Hey Willy,
On 05/19/2014 06:30 AM, Willy Tarreau wrote:
>> Here is a nice way to trigger it:
>> - run haproxy in deamon mode, but with nbproc 1
>> - open a HTTP keep-alive connection (and keep it open)
>> - send USR1 to the only worker (it should stay running, because of the
>> ongoing connection)
>> - open a new connection -> the worker goes to 100%
>>
>> Works all the time for me. Running lsof before and after the signal
>> neatly shows how the worker closed the listening socket but the parent
>> still has it.
>
> I'm just confused with what the "parent" here can be since you have nbproc 1,
> so there's a single process overall. Or maybe you're using the debugger to
> breakpoint the parent process and prevent it from leaving ?
>
> I was thinking that starting with nbproc 2 with long connections on both
> would cause the issue to happen as well.

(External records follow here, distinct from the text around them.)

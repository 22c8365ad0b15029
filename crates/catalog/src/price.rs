use serde::de::{self, Deserializer};
use serde::{Deserialize, Serialize, Serializer};

use mercado_core::{DomainError, DomainResult, ValueObject};

/// Positive currency amount with two decimal places.
///
/// Stored as integer cents; serialized as a JSON number (`25.99`).
#[derive(Debug, Copy, Clone, PartialEq, Eq, PartialOrd, Ord, Hash)]
pub struct Price {
    cents: u64,
}

impl ValueObject for Price {}

impl Price {
    /// Largest accepted price (10,000,000.00). Up to it the decimal JSON form
    /// converts back to the same cents.
    pub const MAX_CENTS: u64 = 1_000_000_000;

    pub fn from_cents(cents: u64) -> DomainResult<Self> {
        if cents == 0 {
            return Err(DomainError::validation("price must be greater than zero"));
        }
        if cents > Self::MAX_CENTS {
            return Err(DomainError::validation("price is out of range"));
        }
        Ok(Self { cents })
    }

    /// Parse a decimal amount, rejecting more than two decimal places.
    pub fn from_decimal(amount: f64) -> DomainResult<Self> {
        if !amount.is_finite() || amount <= 0.0 {
            return Err(DomainError::validation("price must be greater than zero"));
        }
        let scaled = amount * 100.0;
        let cents = scaled.round();
        if (scaled - cents).abs() > 1e-6 {
            return Err(DomainError::validation(
                "price must have at most two decimal places",
            ));
        }
        if cents > Self::MAX_CENTS as f64 {
            return Err(DomainError::validation("price is out of range"));
        }
        Self::from_cents(cents as u64)
    }

    pub fn cents(&self) -> u64 {
        self.cents
    }

    pub fn as_decimal(&self) -> f64 {
        self.cents as f64 / 100.0
    }

    /// Price multiplied by a quantity (line total); `None` on overflow.
    pub fn checked_times(&self, quantity: u32) -> Option<u64> {
        self.cents.checked_mul(u64::from(quantity))
    }
}

impl core::fmt::Display for Price {
    fn fmt(&self, f: &mut core::fmt::Formatter<'_>) -> core::fmt::Result {
        write!(f, "{}.{:02}", self.cents / 100, self.cents % 100)
    }
}

impl Serialize for Price {
    fn serialize<S: Serializer>(&self, serializer: S) -> Result<S::Ok, S::Error> {
        serializer.serialize_f64(self.as_decimal())
    }
}

impl<'de> Deserialize<'de> for Price {
    fn deserialize<D: Deserializer<'de>>(deserializer: D) -> Result<Self, D::Error> {
        let amount = f64::deserialize(deserializer)?;
        Price::from_decimal(amount).map_err(de::Error::custom)
    }
}
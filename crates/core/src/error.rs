//! Domain error model.

use thiserror::Error;

/// Result type used across the domain layer.
pub type DomainResult<T> = Result<T, DomainError>;

/// Domain-level error.
///
/// Keep this focused on deterministic, business/domain failures (validation,
/// dangling references, conflicts). Authorization lives in `mercado-auth`
/// and storage failures belong to the infra layer.
#[derive(Debug, Error, Clone, PartialEq, Eq)]
pub enum DomainError {
    /// A value failed validation (e.g. malformed or missing field).
    #[error("validation failed: {0}")]
    Validation(String),

    /// An identifier was invalid (e.g. empty or containing a `/`).
    #[error("invalid identifier: {0}")]
    InvalidId(String),

    /// A reference to another record does not resolve.
    #[error("{entity} '{id}' does not exist")]
    ForeignKey { entity: &'static str, id: String },

    /// A requested record was not found.
    #[error("{entity} '{id}' not found")]
    NotFound { entity: &'static str, id: String },

    /// A conflict occurred (e.g. the id is already taken).
    #[error("conflict: {0}")]
    Conflict(String),
}

impl DomainError {
    pub fn validation(msg: impl Into<String>) -> Self {
        Self::Validation(msg.into())
    }

    pub fn invalid_id(msg: impl Into<String>) -> Self {
        Self::InvalidId(msg.into())
    }

    pub fn foreign_key(entity: &'static str, id: impl core::fmt::Display) -> Self {
        Self::ForeignKey {
            entity,
            id: id.to_string(),
        }
    }

    pub fn not_found(entity: &'static str, id: impl core::fmt::Display) -> Self {
        Self::NotFound {
            entity,
            id: id.to_string(),
        }
    }

    pub fn conflict(msg: impl Into<String>) -> Self {
        Self::Conflict(msg.into())
    }
}

/// Reject blank strings for a required field.
pub fn require_non_blank(field: &str, value: &str) -> DomainResult<()> {
    if value.trim().is_empty() {
        return Err(DomainError::validation(format!("{field} cannot be empty")));
    }
    Ok(())
}

#[cfg(test)]
mod tests {
    use super::*;

    #[test]
    fn foreign_key_message_names_entity_and_id() {
        let err = DomainError::foreign_key("category", "cat99");
        assert_eq!(err.to_string(), "category 'cat99' does not exist");
    }

    #[test]
    fn require_non_blank_rejects_whitespace() {
        assert!(require_non_blank("name", "Miel").is_ok());
        match require_non_blank("name", "   ") {
            Err(DomainError::Validation(msg)) => assert_eq!(msg, "name cannot be empty"),
            other => panic!("expected validation error, got {other:?}"),
        }
    }
}
use serde::{Deserialize, Serialize};

use mercado_core::{CategoryId, UserId};

use crate::{Price, Product};

/// Criteria for `list_products`. An empty filter lists every active product.
#[derive(Debug, Clone, Default, PartialEq, Eq, Serialize, Deserialize)]
#[serde(rename_all = "camelCase", default)]
pub struct ProductFilter {
    pub category_id: Option<CategoryId>,
    pub seller_id: Option<UserId>,
    pub tag: Option<String>,
    pub featured_only: bool,
    pub in_stock_only: bool,
    pub include_inactive: bool,
    pub min_price: Option<Price>,
    pub max_price: Option<Price>,
}

impl ProductFilter {
    pub fn in_category(category_id: CategoryId) -> Self {
        Self {
            category_id: Some(category_id),
            ..Self::default()
        }
    }

    pub fn matches(&self, product: &Product) -> bool {
        if !self.include_inactive && !product.is_active {
            return false;
        }
        if self.featured_only && !product.is_featured {
            return false;
        }
        if self.in_stock_only && product.stock == 0 {
            return false;
        }
        if self.category_id.as_ref().is_some_and(|c| c != &product.category_id) {
            return false;
        }
        if self.seller_id.as_ref().is_some_and(|s| s != &product.seller_id) {
            return false;
        }
        if self.tag.as_ref().is_some_and(|t| !product.tags.contains(t)) {
            return false;
        }
        if self.min_price.is_some_and(|min| product.price < min) {
            return false;
        }
        if self.max_price.is_some_and(|max| product.price > max) {
            return false;
        }
        true
    }
}

#[cfg(test)]
mod tests {
    use super::*;
    use chrono::Utc;

    use crate::NewProduct;

    fn product(category: &str, cents: u64, featured: bool, active: bool) -> Product {
        Product::create(
            NewProduct {
                id: None,
                name: "Hamaca Artesanal".to_string(),
                description: String::new(),
                price: Price::from_cents(cents).unwrap(),
                image_url: String::new(),
                category_id: CategoryId::parse(category).unwrap(),
                seller_id: UserId::parse("seller7").unwrap(),
                seller_name: "Tejidos del Caribe".to_string(),
                stock: 12,
                tags: ["hamaca".to_string()].into_iter().collect(),
                is_active: active,
                is_featured: featured,
                created_at: None,
                updated_at: None,
            },
            Utc::now(),
        )
        .unwrap()
    }

    #[test]
    fn default_filter_hides_inactive_products() {
        let filter = ProductFilter::default();
        assert!(filter.matches(&product("cat2", 8500, true, true)));
        assert!(!filter.matches(&product("cat2", 8500, true, false)));

        let all = ProductFilter {
            include_inactive: true,
            ..ProductFilter::default()
        };
        assert!(all.matches(&product("cat2", 8500, true, false)));
    }

    #[test]
    fn category_tag_and_price_criteria_combine() {
        let p = product("cat2", 8500, false, true);

        assert!(ProductFilter::in_category(CategoryId::parse("cat2").unwrap()).matches(&p));
        assert!(!ProductFilter::in_category(CategoryId::parse("cat1").unwrap()).matches(&p));

        let filter = ProductFilter {
            tag: Some("hamaca".to_string()),
            min_price: Some(Price::from_cents(5000).unwrap()),
            max_price: Some(Price::from_cents(8500).unwrap()),
            ..ProductFilter::default()
        };
        assert!(filter.matches(&p));

        let featured = ProductFilter {
            featured_only: true,
            ..ProductFilter::default()
        };
        assert!(!featured.matches(&p));
    }
}
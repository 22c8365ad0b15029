//! Catalog data-access and authorization service.
//!
//! `CatalogStore` is the single entry point for reading and writing marketplace
//! records. Every operation follows the same pipeline:
//!
//! ```text
//! request (+ optional principal)
//!   ↓
//! 1. Authorize against the collection policy (public-read / owner-only)
//!   ↓
//! 2. Validate input and resolve references (category, products)
//!   ↓
//! 3. Apply the write atomically on one record (RecordStore::modify / insert)
//!   ↓
//! 4. Refresh derived data (category product counts)
//! ```
//!
//! ## Ownership checks
//!
//! For owned collections the stored owner is checked inside the record's
//! write lock, so ownership cannot change between the check and the write.
//!
//! ## Derived counts
//!
//! `Category::product_count` is recomputed after every product write, inside
//! the category's write lock. The last recompute to run always observes every
//! product write that preceded it, so counts converge. Lock order is
//! categories → products and carts → products; no code path holds a product
//! lock while taking another collection's lock.
//!
//! Categories and products are never hard-deleted, so a foreign key that
//! resolved once keeps resolving.

mod carts;
mod catalog;
mod error;
mod orders;
mod users;

use std::sync::Arc;

use chrono::{DateTime, Utc};
use tracing::warn;

use mercado_auth::{Access, AuthzError, Collection, Ownership, Principal, explain};
use mercado_catalog::{Cart, Category, Order, Product, UserProfile};
use mercado_core::{DomainError, Entity, UserId};

use crate::read_model::{InMemoryRecordStore, RecordStore};

pub use error::StoreError;

/// Storage backends for each collection.
pub struct Backends {
    pub categories: Arc<dyn RecordStore<Category>>,
    pub products: Arc<dyn RecordStore<Product>>,
    pub orders: Arc<dyn RecordStore<Order>>,
    pub carts: Arc<dyn RecordStore<Cart>>,
    pub users: Arc<dyn RecordStore<UserProfile>>,
}

impl Backends {
    pub fn in_memory() -> Self {
        Self {
            categories: Arc::new(InMemoryRecordStore::new()),
            products: Arc::new(InMemoryRecordStore::new()),
            orders: Arc::new(InMemoryRecordStore::new()),
            carts: Arc::new(InMemoryRecordStore::new()),
            users: Arc::new(InMemoryRecordStore::new()),
        }
    }
}

/// Guards and persists categories, products, orders, carts, and user profiles.
pub struct CatalogStore {
    categories: Arc<dyn RecordStore<Category>>,
    products: Arc<dyn RecordStore<Product>>,
    orders: Arc<dyn RecordStore<Order>>,
    carts: Arc<dyn RecordStore<Cart>>,
    users: Arc<dyn RecordStore<UserProfile>>,
}

impl core::fmt::Debug for CatalogStore {
    fn fmt(&self, f: &mut core::fmt::Formatter<'_>) -> core::fmt::Result {
        f.debug_struct("CatalogStore").finish_non_exhaustive()
    }
}

impl Default for CatalogStore {
    fn default() -> Self {
        Self::in_memory()
    }
}

impl CatalogStore {
    pub fn new(backends: Backends) -> Self {
        Self {
            categories: backends.categories,
            products: backends.products,
            orders: backends.orders,
            carts: backends.carts,
            users: backends.users,
        }
    }

    pub fn in_memory() -> Self {
        Self::new(Backends::in_memory())
    }
}

fn now() -> DateTime<Utc> {
    Utc::now()
}

/// Check the collection policy, logging denials with their reason.
fn guard(
    collection: Collection,
    access: Access,
    principal: Option<&Principal>,
    ownership: Ownership<'_>,
) -> Result<(), StoreError> {
    let decision = explain(collection, access, principal, ownership);
    match decision.denial {
        None => Ok(()),
        Some(err) => {
            warn!(
                collection = %collection,
                access = %access,
                reason = %decision.reason,
                "authorization denied"
            );
            Err(err.into())
        }
    }
}

/// Require an authenticated principal before touching an owned collection.
fn authenticated<'p>(
    collection: Collection,
    access: Access,
    principal: Option<&'p Principal>,
) -> Result<&'p Principal, StoreError> {
    match principal {
        Some(p) => Ok(p),
        None => {
            warn!(
                collection = %collection,
                access = %access,
                "authorization denied: no principal"
            );
            Err(AuthzError::Unauthenticated { collection, access }.into())
        }
    }
}

fn not_found<V: Entity>(id: &V::Id) -> StoreError {
    DomainError::not_found(V::KIND, id).into()
}

/// Load an owned record and check the caller owns it.
///
/// Unauthenticated callers are rejected before the lookup; authenticated
/// callers get `NotFound` for absent ids.
fn load_owned<V: Entity>(
    store: &dyn RecordStore<V>,
    collection: Collection,
    id: &V::Id,
    principal: Option<&Principal>,
    owner: fn(&V) -> &UserId,
) -> Result<V, StoreError> {
    let principal = authenticated(collection, Access::Read, principal)?;
    let record = store.get(id)?.ok_or_else(|| not_found::<V>(id))?;
    guard(
        collection,
        Access::Read,
        Some(principal),
        Ownership::stored(owner(&record)),
    )?;
    Ok(record)
}

/// Records of an owned collection that belong to the principal.
fn list_owned<V: Entity>(
    store: &dyn RecordStore<V>,
    collection: Collection,
    principal: Option<&Principal>,
    owner: fn(&V) -> &UserId,
) -> Result<Vec<V>, StoreError> {
    let principal = authenticated(collection, Access::Read, principal)?;
    Ok(store
        .list()?
        .into_iter()
        .filter(|r| principal.is(owner(r)))
        .collect())
}
use serde::Serialize;
use thiserror::Error;

use mercado_core::UserId;

use crate::{Access, Collection, Policy, Principal};

#[derive(Debug, Error, Clone, PartialEq, Eq)]
pub enum AuthzError {
    #[error("{access} on '{collection}' requires an authenticated principal")]
    Unauthenticated { collection: Collection, access: Access },

    #[error("{access} on '{collection}' is restricted to the owning user")]
    NotOwner { collection: Collection, access: Access },
}

/// Owner candidates for an owner-only check.
///
/// `stored` is the owner recorded on the existing record (if any), `incoming`
/// the owner carried by the payload being written (if any). Access is granted
/// when the principal matches either one.
#[derive(Debug, Clone, Copy, Default, PartialEq, Eq)]
pub struct Ownership<'a> {
    pub stored: Option<&'a UserId>,
    pub incoming: Option<&'a UserId>,
}

impl<'a> Ownership<'a> {
    /// No owner information (public collections).
    pub fn none() -> Self {
        Self::default()
    }

    /// Owner of an existing record.
    pub fn stored(owner: &'a UserId) -> Self {
        Self {
            stored: Some(owner),
            incoming: None,
        }
    }

    /// Owner carried by a new record being written.
    pub fn incoming(owner: &'a UserId) -> Self {
        Self {
            stored: None,
            incoming: Some(owner),
        }
    }

    /// Existing owner plus the (optional) owner in the write payload.
    pub fn update(stored: &'a UserId, incoming: Option<&'a UserId>) -> Self {
        Self {
            stored: Some(stored),
            incoming,
        }
    }

    fn matches(&self, principal: &Principal) -> bool {
        self.stored.is_some_and(|o| principal.is(o))
            || self.incoming.is_some_and(|o| principal.is(o))
    }
}

/// Auditable outcome of an authorization check.
#[derive(Debug, Clone, PartialEq, Eq, Serialize)]
pub struct AuthorizationDecision {
    pub collection: Collection,
    pub access: Access,
    pub granted: bool,
    pub reason: String,
    #[serde(skip)]
    pub denial: Option<AuthzError>,
}

/// Explain how the collection policy applies to this request.
///
/// - No IO
/// - No panics
/// - No business logic (pure policy check)
pub fn explain(
    collection: Collection,
    access: Access,
    principal: Option<&Principal>,
    ownership: Ownership<'_>,
) -> AuthorizationDecision {
    let (granted, reason, denial) = match (collection.policy(), access, principal) {
        (Policy::PublicRead, Access::Read, _) => {
            (true, format!("{collection} are publicly readable"), None)
        }
        (Policy::PublicRead, Access::Write, Some(p)) => (
            true,
            format!("authenticated principal '{}' may write {collection}", p.user_id),
            None,
        ),
        (_, _, None) => (
            false,
            format!("{access} on {collection} requires authentication"),
            Some(AuthzError::Unauthenticated { collection, access }),
        ),
        (Policy::OwnerOnly, _, Some(p)) if ownership.matches(p) => (
            true,
            format!("principal '{}' owns the {collection} record", p.user_id),
            None,
        ),
        (Policy::OwnerOnly, _, Some(p)) => (
            false,
            format!(
                "principal '{}' matches neither the stored owner ({}) nor the written owner ({})",
                p.user_id,
                display_owner(ownership.stored),
                display_owner(ownership.incoming),
            ),
            Some(AuthzError::NotOwner { collection, access }),
        ),
    };

    AuthorizationDecision {
        collection,
        access,
        granted,
        reason,
        denial,
    }
}

/// Authorize a request against the collection policy.
pub fn authorize(
    collection: Collection,
    access: Access,
    principal: Option<&Principal>,
    ownership: Ownership<'_>,
) -> Result<(), AuthzError> {
    match explain(collection, access, principal, ownership).denial {
        Some(err) => Err(err),
        None => Ok(()),
    }
}

fn display_owner(owner: Option<&UserId>) -> String {
    owner.map_or_else(|| "none".to_string(), |o| format!("'{o}'"))
}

I am not sure what the proper terminology is, here. But when you run in
daemon mode with nbproc 1 you get exactly one fork. The output of ps
looks somewhat like this:
18616 ? S 0:00 | \_ haproxy-systemd-wrapper
18618 ? S 0:00 | \_ /usr/sbin/haproxy
18619 ? Ss 0:09 | \_ /usr/sbin/haproxy
I was referring to 18618 as the "parent" process. It never does
anything, just wait()s.
>>> Maybe we could simply have a flag in the fdtab indicating that the fd is
>>> shared (basically all FDs opened before the fork would have it), and decide
>>> in poller.clo() to only call epoll_ctl(DEL) when this flag is set, then
>>> clear
>>> it. It would seam reasonable in my opinion. Do you think that you could
>>> extend
>>> your current patch to do that ?
>>
>> Good point on the performance issue. I whipped up a new patch, I hope
>> this is what you meant? I surely haven't yet fully understood all
>> architecture and design decisions, so feel free to nitpick :)
>
> Yes, that's about the principle, though I thought about doing it slightly
> differently : in my opinion the problem is not caused by the FD being a
> listener, but by it being cloned across the fork(), eventhough for now
> there's a 1:1 relation between the two, that could change in the future
> (eg: a shared inter-process socket for stats or whatever).
>
> I would have proceeded slightly differently :
>
> - in fd_insert(), I'd have added :
>
> fdtab[fd].cloned = 0;
>
> - in ev_epoll.c:_do_fork(), I'd have marked all the opened FDs as cloned :
>
> for (i = 0; i <= maxfd; i++)
> if (fdtab[fd].owner)
> fdtab[fd].cloned = 1;
>
> That way, we'd be sure that all open FDs are properly tagged, whatever they
> are used for.
>
>> Also, I wasn't sure if this should go into the UNIX sockets, too? Now
>> that I am writing this, I actually suppose so. Let me know if I should
>> add it there, too!
>
> One more reason for doing the job in the poller, otherwise when adding
> new protocols, it's easy to forget about this!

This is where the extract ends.